[GIVEN DATA]

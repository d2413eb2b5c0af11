//! Owner-scoped realtime store.
//!
//! A [`CollectionStore`] whose reads are always restricted to one owner
//! (`userId == owner`) and whose load latency is shorter. On top of plain
//! CRUD it exposes the notification and health operations, which write into
//! their own collections regardless of the path this store views.

use std::sync::Arc;

use serde_json::Value;
use tokio::sync::watch;
use tracing::debug;

use super::collection_store::{CollectionStore, StoreState};
use crate::database::models::{
    Document, Fields, Filter, NewHealthAlert, NewNotification, ACKNOWLEDGED_AT_FIELD,
    ACKNOWLEDGED_FIELD, HEALTH_ALERTS, HEALTH_METRICS, NOTIFICATIONS, READ_AT_FIELD, READ_FIELD,
    TIMESTAMP_FIELD, UPDATED_AT_FIELD, USER_ID_FIELD,
};
use crate::database::Substrate;
use crate::error::{StoreError, StoreResult};
use crate::latency::{Latency, TokioLatency};
use crate::utils::{new_id, now_iso};

/// Default simulated latency of the realtime channel.
pub const DEFAULT_REALTIME_LATENCY_MS: u64 = 100;

/// Realtime store scoped to one owner.
#[derive(Debug)]
pub struct RealtimeStore {
    inner: CollectionStore,
}

impl RealtimeStore {
    /// Create a store over `path`.
    ///
    /// The owner is `target` when given, otherwise the acting identity.
    pub fn new(
        substrate: Substrate,
        path: impl Into<String>,
        actor: Option<String>,
        target: Option<String>,
    ) -> Self {
        let owner = target.or(actor);
        let inner = CollectionStore::new(substrate, path, owner.clone())
            .with_filters(scope_filters(owner.as_deref()))
            .with_latency(Arc::new(TokioLatency::from_millis(DEFAULT_REALTIME_LATENCY_MS)))
            .with_created_field(TIMESTAMP_FIELD);

        Self { inner }
    }

    /// Replace the simulated load latency (builder pattern).
    #[must_use]
    pub fn with_latency(self, latency: Arc<dyn Latency>) -> Self {
        Self {
            inner: self.inner.with_latency(latency),
        }
    }

    /// Identity every read and domain write is scoped to.
    pub fn owner(&self) -> Option<String> {
        self.inner.actor()
    }

    pub fn path(&self) -> String {
        self.inner.collection()
    }

    /// Re-scope to another owner (or none), invalidating any pending load.
    pub fn set_owner(&self, owner: Option<String>) {
        let filters = scope_filters(owner.as_deref());
        self.inner.set_scope(owner, filters);
    }

    /// Switch to another path.
    pub fn set_path(&self, path: impl Into<String>) {
        self.inner.set_collection(path);
    }

    pub fn state(&self) -> StoreState {
        self.inner.state()
    }

    pub fn data(&self) -> Vec<Document> {
        self.inner.data()
    }

    pub fn is_loading(&self) -> bool {
        self.inner.is_loading()
    }

    pub fn subscribe(&self) -> watch::Receiver<StoreState> {
        self.inner.subscribe()
    }

    pub async fn load(&self) {
        self.inner.load().await;
    }

    pub fn refresh(&self) {
        self.inner.refresh();
    }

    /// Append a document owned by this store's owner.
    ///
    /// `userId` defaults to the owner so the new document stays visible.
    pub async fn add(&self, mut fields: Fields) -> StoreResult<String> {
        let owner = self.require_owner()?;
        fields
            .entry(USER_ID_FIELD.to_string())
            .or_insert(Value::String(owner));
        self.inner.add(fields).await
    }

    pub async fn update(&self, id: &str, partial: Fields) -> StoreResult<()> {
        self.inner.update(id, partial).await
    }

    pub async fn remove(&self, id: &str) -> StoreResult<()> {
        self.inner.remove(id).await
    }

    pub async fn get_by_id(&self, id: &str) -> Option<Document> {
        self.inner.get_by_id(id).await
    }

    /// Flag a document in this store's path as read.
    pub async fn mark_as_read(&self, id: &str) -> StoreResult<()> {
        let mut partial = Fields::new();
        partial.insert(READ_FIELD.to_string(), Value::Bool(true));
        partial.insert(READ_AT_FIELD.to_string(), Value::String(now_iso()));
        self.inner.update(id, partial).await
    }

    /// Flag a document in this store's path as acknowledged.
    pub async fn acknowledge_alert(&self, id: &str) -> StoreResult<()> {
        let mut partial = Fields::new();
        partial.insert(ACKNOWLEDGED_FIELD.to_string(), Value::Bool(true));
        partial.insert(ACKNOWLEDGED_AT_FIELD.to_string(), Value::String(now_iso()));
        self.inner.update(id, partial).await
    }

    /// Raise a notification for the owner in `notifications`.
    pub async fn add_notification(&self, notification: NewNotification) -> StoreResult<String> {
        let owner = self.require_owner()?;
        let mut fields = notification.into_fields();
        fields.insert(READ_FIELD.to_string(), Value::Bool(false));
        self.append_owned(NOTIFICATIONS, &owner, fields)
    }

    /// Raise a health alert for the owner in `health_alerts`.
    pub async fn add_health_alert(&self, alert: NewHealthAlert) -> StoreResult<String> {
        let owner = self.require_owner()?;
        let mut fields = alert.into_fields();
        fields.insert(ACKNOWLEDGED_FIELD.to_string(), Value::Bool(false));
        self.append_owned(HEALTH_ALERTS, &owner, fields)
    }

    /// Upsert the owner's single record in `health_metrics`.
    ///
    /// An existing record keeps its id and position and has `metrics` merged
    /// over it; otherwise a new record is appended. The record always stays
    /// owned by this store's owner. Returns the record id.
    pub async fn update_health_metrics(&self, metrics: Fields) -> StoreResult<String> {
        let owner = self.require_owner()?;
        let substrate = self.inner.substrate();
        let mut docs = substrate.load(HEALTH_METRICS);

        let id = match docs.iter_mut().find(|d| d.is_owned_by(&owner)) {
            Some(existing) => {
                existing.merge(&metrics);
                existing.set(USER_ID_FIELD, owner.clone());
                existing.set(UPDATED_AT_FIELD, now_iso());
                existing.id.clone()
            }
            None => {
                let mut doc = Document::new(new_id(), metrics);
                doc.set(USER_ID_FIELD, owner.clone());
                doc.set(UPDATED_AT_FIELD, now_iso());
                let id = doc.id.clone();
                docs.push(doc);
                id
            }
        };

        self.inner.persist(HEALTH_METRICS, &docs)?;
        debug!("Upserted health metrics {} for {}", id, owner);
        Ok(id)
    }

    fn append_owned(&self, collection: &str, owner: &str, fields: Fields) -> StoreResult<String> {
        let mut doc = Document::new(new_id(), fields);
        doc.set(USER_ID_FIELD, owner);
        doc.set(TIMESTAMP_FIELD, now_iso());
        let id = doc.id.clone();

        let mut docs = self.inner.substrate().load(collection);
        docs.push(doc);
        self.inner.persist(collection, &docs)?;

        debug!("Appended {} to {} for {}", id, collection, owner);
        Ok(id)
    }

    fn require_owner(&self) -> StoreResult<String> {
        self.owner().ok_or_else(|| {
            let err = StoreError::Unauthenticated;
            self.inner.record_error(&err);
            err
        })
    }
}

fn scope_filters(owner: Option<&str>) -> Vec<Filter> {
    owner
        .map(|o| vec![Filter::eq(USER_ID_FIELD, o)])
        .unwrap_or_default()
}
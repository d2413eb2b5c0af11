#![allow(dead_code)]

use std::io;
use std::sync::Arc;
use std::sync::atomic::{AtomicBool, Ordering};

use futures::future::BoxFuture;
use localfire::{KeyValueStore, Latency, MemoryStorage, NoLatency, StorageError, Substrate};
use tokio::sync::Semaphore;

/// Latency that blocks until the test releases it.
#[derive(Clone)]
pub struct GatedLatency {
    gate: Arc<Semaphore>,
}

impl GatedLatency {
    pub fn new() -> Self {
        Self {
            gate: Arc::new(Semaphore::new(0)),
        }
    }

    /// Let `n` pending (or future) waits through.
    pub fn release(&self, n: usize) {
        self.gate.add_permits(n);
    }
}

impl Latency for GatedLatency {
    fn wait(&self) -> BoxFuture<'_, ()> {
        let gate = Arc::clone(&self.gate);
        Box::pin(async move {
            gate.acquire().await.expect("gate closed").forget();
        })
    }
}

pub fn no_latency() -> Arc<dyn Latency> {
    Arc::new(NoLatency)
}

pub fn memory_substrate() -> (MemoryStorage, Substrate) {
    let storage = MemoryStorage::new();
    let substrate = Substrate::from_backend(storage.clone());
    (storage, substrate)
}

/// Memory backend whose writes can be switched to fail.
#[derive(Clone, Default)]
pub struct FlakyStorage {
    inner: MemoryStorage,
    failing: Arc<AtomicBool>,
}

impl FlakyStorage {
    pub fn new() -> Self {
        Self::default()
    }

    pub fn fail_writes(&self, failing: bool) {
        self.failing.store(failing, Ordering::SeqCst);
    }

    fn check(&self) -> Result<(), StorageError> {
        if self.failing.load(Ordering::SeqCst) {
            return Err(StorageError::Io(io::Error::new(
                io::ErrorKind::StorageFull,
                "disk full",
            )));
        }
        Ok(())
    }
}

impl KeyValueStore for FlakyStorage {
    fn get_item(&self, key: &str) -> Result<Option<String>, StorageError> {
        self.inner.get_item(key)
    }

    fn set_item(&self, key: &str, value: &str) -> Result<(), StorageError> {
        self.check()?;
        self.inner.set_item(key, value)
    }

    fn remove_item(&self, key: &str) -> Result<bool, StorageError> {
        self.check()?;
        self.inner.remove_item(key)
    }

    fn keys(&self) -> Result<Vec<String>, StorageError> {
        self.inner.keys()
    }
}

pub fn flaky_substrate() -> (FlakyStorage, Substrate) {
    let storage = FlakyStorage::new();
    let substrate = Substrate::from_backend(storage.clone());
    (storage, substrate)
}
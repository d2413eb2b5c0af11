//! Sync delivery seam.

use std::sync::Arc;

use futures::future::BoxFuture;

use super::SyncEvent;
use crate::error::SyncResult;
use crate::latency::Latency;

/// Delivers one sync event to the other side.
pub trait SyncTransport: Send + Sync {
    fn deliver<'a>(&'a self, event: &'a SyncEvent) -> BoxFuture<'a, SyncResult<()>>;
}

/// Transport that models a round trip by waiting, then always succeeds.
pub struct SimulatedTransport {
    latency: Arc<dyn Latency>,
}

impl SimulatedTransport {
    pub fn new(latency: Arc<dyn Latency>) -> Self {
        Self { latency }
    }
}

impl SyncTransport for SimulatedTransport {
    fn deliver<'a>(&'a self, _event: &'a SyncEvent) -> BoxFuture<'a, SyncResult<()>> {
        Box::pin(async move {
            self.latency.wait().await;
            Ok(())
        })
    }
}
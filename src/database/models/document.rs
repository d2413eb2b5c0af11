//! Stored document model.

use serde::{Deserialize, Serialize};
use serde_json::{Map, Value};

/// Open field map carried by every document.
pub type Fields = Map<String, Value>;

/// Identifier field, always assigned by the store.
pub const ID_FIELD: &str = "id";

/// One stored record: a store-assigned `id` plus arbitrary fields.
///
/// Fields the crate does not know about are flattened next to `id` and pass
/// through every read and write untouched.
#[derive(Debug, Clone, PartialEq, Serialize, Deserialize)]
pub struct Document {
    pub id: String,

    #[serde(flatten)]
    pub fields: Fields,
}

impl Document {
    /// Build a document, dropping any `id` smuggled in through `fields`.
    pub fn new(id: impl Into<String>, mut fields: Fields) -> Self {
        fields.remove(ID_FIELD);
        Self {
            id: id.into(),
            fields,
        }
    }

    /// Look up a field; `id` resolves to the document id.
    pub fn get(&self, field: &str) -> Option<Value> {
        if field == ID_FIELD {
            return Some(Value::String(self.id.clone()));
        }
        self.fields.get(field).cloned()
    }

    pub fn get_str(&self, field: &str) -> Option<&str> {
        self.fields.get(field).and_then(Value::as_str)
    }

    pub fn get_bool(&self, field: &str) -> Option<bool> {
        self.fields.get(field).and_then(Value::as_bool)
    }

    /// Set a single field. Setting `id` is ignored.
    pub fn set(&mut self, field: impl Into<String>, value: impl Into<Value>) {
        let field = field.into();
        if field != ID_FIELD {
            self.fields.insert(field, value.into());
        }
    }

    /// Shallow-merge `partial` over the current fields; `id` never changes.
    pub fn merge(&mut self, partial: &Fields) {
        for (key, value) in partial {
            if key != ID_FIELD {
                self.fields.insert(key.clone(), value.clone());
            }
        }
    }

    /// Whether this document belongs to `owner` through its `userId` field.
    pub fn is_owned_by(&self, owner: &str) -> bool {
        self.get_str(super::USER_ID_FIELD) == Some(owner)
    }
}

/// Convert a `json!({...})` literal into a field map.
///
/// Non-object values produce an empty map.
pub fn fields(value: Value) -> Fields {
    match value {
        Value::Object(map) => map,
        _ => Fields::new(),
    }
}
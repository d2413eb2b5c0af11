//! Utility functions.
//!
//! Identifier and timestamp generation plus client-side ordering helpers.

use std::cmp::Ordering;

use chrono::{SecondsFormat, Utc};
use uuid::Uuid;

use crate::database::Document;

/// Fresh opaque document id.
pub fn new_id() -> String {
    Uuid::new_v4().to_string()
}

/// Current UTC time as ISO-8601 with milliseconds, e.g. `2026-01-01T10:00:00.000Z`.
pub fn now_iso() -> String {
    Utc::now().to_rfc3339_opts(SecondsFormat::Millis, true)
}

/// Sort documents by a timestamp field, oldest first.
///
/// Documents missing `primary` fall back to `fallback` (typically a
/// client-supplied timestamp written before the store stamped its own).
/// Documents with neither sort last, keeping their relative order.
pub fn sort_by_timestamp(docs: &mut [Document], primary: &str, fallback: &str) {
    docs.sort_by(|a, b| {
        let ka = sort_key(a, primary, fallback);
        let kb = sort_key(b, primary, fallback);
        match (ka, kb) {
            (Some(x), Some(y)) => x.cmp(y),
            (Some(_), None) => Ordering::Less,
            (None, Some(_)) => Ordering::Greater,
            (None, None) => Ordering::Equal,
        }
    });
}

fn sort_key<'a>(doc: &'a Document, primary: &str, fallback: &str) -> Option<&'a str> {
    doc.get_str(primary).or_else(|| doc.get_str(fallback))
}
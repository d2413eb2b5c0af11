//! Notification and health alert models.
//!
//! Both are append-only until a single flag flips (`read` / `acknowledged`)
//! and a companion timestamp is added.

use std::str::FromStr;

use serde::{Deserialize, Serialize};
use serde_json::Value;

use super::{Document, Fields};

/// Notification urgency.
#[derive(Debug, Clone, Copy, Serialize, Deserialize, Default, PartialEq, Eq)]
#[serde(rename_all = "lowercase")]
pub enum Priority {
    Low,
    #[default]
    Medium,
    High,
    Urgent,
}

impl FromStr for Priority {
    type Err = String;

    fn from_str(s: &str) -> Result<Self, Self::Err> {
        match s.to_lowercase().as_str() {
            "low" => Ok(Self::Low),
            "medium" => Ok(Self::Medium),
            "high" => Ok(Self::High),
            "urgent" => Ok(Self::Urgent),
            _ => Err(format!(
                "unknown priority `{s}`; expected low|medium|high|urgent"
            )),
        }
    }
}

impl Priority {
    pub fn as_str(&self) -> &'static str {
        match self {
            Self::Low => "low",
            Self::Medium => "medium",
            Self::High => "high",
            Self::Urgent => "urgent",
        }
    }
}

/// Health alert severity.
#[derive(Debug, Clone, Copy, Serialize, Deserialize, Default, PartialEq, Eq)]
#[serde(rename_all = "lowercase")]
pub enum Severity {
    #[default]
    Low,
    Medium,
    High,
    Critical,
}

impl Severity {
    pub fn as_str(&self) -> &'static str {
        match self {
            Self::Low => "low",
            Self::Medium => "medium",
            Self::High => "high",
            Self::Critical => "critical",
        }
    }
}

/// Caller-supplied part of a notification.
#[derive(Debug, Clone, Serialize, Deserialize, PartialEq)]
pub struct NewNotification {
    /// Notification category, e.g. `dose`, `appointment`, `lab_result`
    #[serde(rename = "type")]
    pub kind: String,

    pub title: String,

    pub message: String,

    #[serde(default)]
    pub priority: Priority,

    /// Open-ended payload (deep links, related record ids, ...)
    #[serde(flatten)]
    pub extra: Fields,
}

impl NewNotification {
    pub fn new(
        kind: impl Into<String>,
        title: impl Into<String>,
        message: impl Into<String>,
    ) -> Self {
        Self {
            kind: kind.into(),
            title: title.into(),
            message: message.into(),
            priority: Priority::default(),
            extra: Fields::new(),
        }
    }

    #[must_use]
    pub fn priority(mut self, priority: Priority) -> Self {
        self.priority = priority;
        self
    }

    #[must_use]
    pub fn with(mut self, field: impl Into<String>, value: impl Into<Value>) -> Self {
        self.extra.insert(field.into(), value.into());
        self
    }

    pub(crate) fn into_fields(self) -> Fields {
        to_fields(&self)
    }
}

/// Stored notification as read back from the `notifications` collection.
#[derive(Debug, Clone, Serialize, Deserialize, PartialEq)]
#[serde(rename_all = "camelCase")]
pub struct Notification {
    pub id: String,
    pub user_id: String,
    #[serde(rename = "type")]
    pub kind: String,
    pub title: String,
    pub message: String,
    #[serde(default)]
    pub priority: Priority,
    pub timestamp: String,
    #[serde(default)]
    pub read: bool,
    #[serde(default)]
    pub read_at: Option<String>,
    #[serde(flatten)]
    pub extra: Fields,
}

impl TryFrom<&Document> for Notification {
    type Error = serde_json::Error;

    fn try_from(doc: &Document) -> Result<Self, Self::Error> {
        serde_json::from_value(serde_json::to_value(doc)?)
    }
}

/// Caller-supplied part of a health alert.
#[derive(Debug, Clone, Serialize, Deserialize, PartialEq)]
pub struct NewHealthAlert {
    /// Alert category, e.g. `blood_pressure`, `missed_dose`
    #[serde(rename = "type")]
    pub kind: String,

    #[serde(default)]
    pub severity: Severity,

    pub message: String,

    #[serde(flatten)]
    pub extra: Fields,
}

impl NewHealthAlert {
    pub fn new(kind: impl Into<String>, severity: Severity, message: impl Into<String>) -> Self {
        Self {
            kind: kind.into(),
            severity,
            message: message.into(),
            extra: Fields::new(),
        }
    }

    #[must_use]
    pub fn with(mut self, field: impl Into<String>, value: impl Into<Value>) -> Self {
        self.extra.insert(field.into(), value.into());
        self
    }

    pub(crate) fn into_fields(self) -> Fields {
        to_fields(&self)
    }
}

/// Stored alert as read back from the `health_alerts` collection.
#[derive(Debug, Clone, Serialize, Deserialize, PartialEq)]
#[serde(rename_all = "camelCase")]
pub struct HealthAlert {
    pub id: String,
    pub user_id: String,
    #[serde(rename = "type")]
    pub kind: String,
    #[serde(default)]
    pub severity: Severity,
    pub message: String,
    pub timestamp: String,
    #[serde(default)]
    pub acknowledged: bool,
    #[serde(default)]
    pub acknowledged_at: Option<String>,
    #[serde(flatten)]
    pub extra: Fields,
}

impl TryFrom<&Document> for HealthAlert {
    type Error = serde_json::Error;

    fn try_from(doc: &Document) -> Result<Self, Self::Error> {
        serde_json::from_value(serde_json::to_value(doc)?)
    }
}

fn to_fields<T: Serialize>(value: &T) -> Fields {
    // Plain structs with string keys always serialize to an object.
    match serde_json::to_value(value) {
        Ok(Value::Object(map)) => map,
        _ => Fields::new(),
    }
}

[/GIVEN DATA]

All that is wanted is the run of lines from the start of the data through the line containing "use tokio::sync::watch;", copied word for word.

## TASK SOLUTION
repository d2413eb2b5c0af11
//! Owner-scoped realtime store.
//!
//! A [`CollectionStore`] whose reads are always restricted to one owner
//! (`userId == owner`) and whose load latency is shorter. On top of plain
//! CRUD it exposes the notification and health operations, which write into
//! their own collections regardless of the path this store views.

use std::sync::Arc;

use serde_json::Value;
use tokio::sync::watch;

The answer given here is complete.